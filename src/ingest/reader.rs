use std::path::{Path, PathBuf};

use tracing::debug;
use walkdir::WalkDir;

use crate::ingest::filename::{category_for, parse_filename_parts, FilenameParts};
use crate::normalize::{normalize_column_name, SynonymDictionary};
use crate::table::{read_delimited_detailed, Table};

/// One raw input file with the metadata derived from its location and name.
#[derive(Debug, Clone, PartialEq, Eq)]
pub struct RawFile {
    pub path: PathBuf,
    pub file_name: String,
    pub category: String,
    pub parts: FilenameParts,
}

impl RawFile {
    pub fn from_path(root: &Path, path: &Path) -> Self {
        let file_name = path
            .file_name()
            .map(|name| name.to_string_lossy().into_owned())
            .unwrap_or_default();
        Self {
            category: category_for(root, path),
            parts: parse_filename_parts(&file_name),
            file_name,
            path: path.to_path_buf(),
        }
    }
}

fn is_csv(path: &Path) -> bool {
    path.extension()
        .is_some_and(|ext| ext.eq_ignore_ascii_case("csv"))
}

/// Every `.csv` file under `root`, in lexicographic path order.
pub fn discover_raw_files(root: &Path) -> Vec<RawFile> {
    let mut paths: Vec<PathBuf> = WalkDir::new(root)
        .into_iter()
        .filter_map(Result::ok)
        .filter(|entry| entry.file_type().is_file() && is_csv(entry.path()))
        .map(|entry| entry.path().to_path_buf())
        .collect();
    paths.sort();
    paths
        .iter()
        .map(|path| RawFile::from_path(root, path))
        .collect()
}

/// Read a raw file and canonicalize its column names.
///
/// The error is the reason recorded in the read-error report.
pub fn read_raw_table(raw: &RawFile, dictionary: &SynonymDictionary) -> Result<Table, String> {
    let file = read_delimited_detailed(&raw.path).map_err(|err| err.to_string())?;
    debug!(
        file = %raw.path.display(),
        encoding = ?file.encoding,
        delimiter = %char::from(file.delimiter),
        rows = file.table.len(),
        "raw file parsed"
    );

    let mut table = file.table;
    table.headers = table
        .headers
        .iter()
        .map(|label| normalize_column_name(label, dictionary))
        .collect();
    table.dedupe_headers();
    Ok(table)
}

#[cfg(test)]
mod tests {
    use super::*;
    use std::fs;

    #[test]
    fn discovery_is_sorted_and_only_picks_csv_files() {
        let dir = tempfile::tempdir().expect("tempdir");
        let root = dir.path();
        fs::create_dir_all(root.join("Social")).expect("mkdir");
        fs::create_dir_all(root.join("Ambiental")).expect("mkdir");
        fs::write(root.join("Social/IBGE - Renda.csv"), "a\n").expect("write");
        fs::write(root.join("Ambiental/INPE - Fogo.csv"), "a\n").expect("write");
        fs::write(root.join("Ambiental/notas.txt"), "x").expect("write");
        fs::write(root.join("Solto.csv"), "a\n").expect("write");

        let files = discover_raw_files(root);
        let names: Vec<&str> = files.iter().map(|f| f.file_name.as_str()).collect();
        assert_eq!(names, vec!["INPE - Fogo.csv", "IBGE - Renda.csv", "Solto.csv"]);
        assert_eq!(files[0].category, "Ambiental");
        assert_eq!(files[0].parts.theme, "Fogo");
        assert_eq!(files[2].category, "(raiz)");
    }

    #[test]
    fn raw_headers_are_normalized_and_deduplicated() {
        let dir = tempfile::tempdir().expect("tempdir");
        let path = dir.path().join("IBGE - Área - PA.csv");
        fs::write(&path, "Código do Município;Área (ha);area_ha\n1500602;10;11\n").expect("write");

        let raw = RawFile::from_path(dir.path(), &path);
        let table = read_raw_table(&raw, &SynonymDictionary::default()).expect("reads");
        assert_eq!(table.headers, vec!["codigo_do_municipio", "area_ha", "area_ha_2"]);
    }

    #[test]
    fn unparseable_file_reports_a_reason() {
        let dir = tempfile::tempdir().expect("tempdir");
        let path = dir.path().join("quebrado.csv");
        fs::write(&path, "a;b\n1;2;3;4\n").expect("write");
        let raw = RawFile::from_path(dir.path(), &path);
        let reason = read_raw_table(&raw, &SynonymDictionary::default()).unwrap_err();
        assert!(reason.contains("expected 2 fields"), "{reason}");
    }
}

# # # # #

WHAT THE TASK REQUIRES - Look through the entries and find each line that has the string "collect". Copy those lines.

SOLUTION FOR THIS PROBLEM -
        .collect();
        .collect()
        .collect();
        let names: Vec<&str> = files.iter().map(|f| f.file_name.as_str()).collect();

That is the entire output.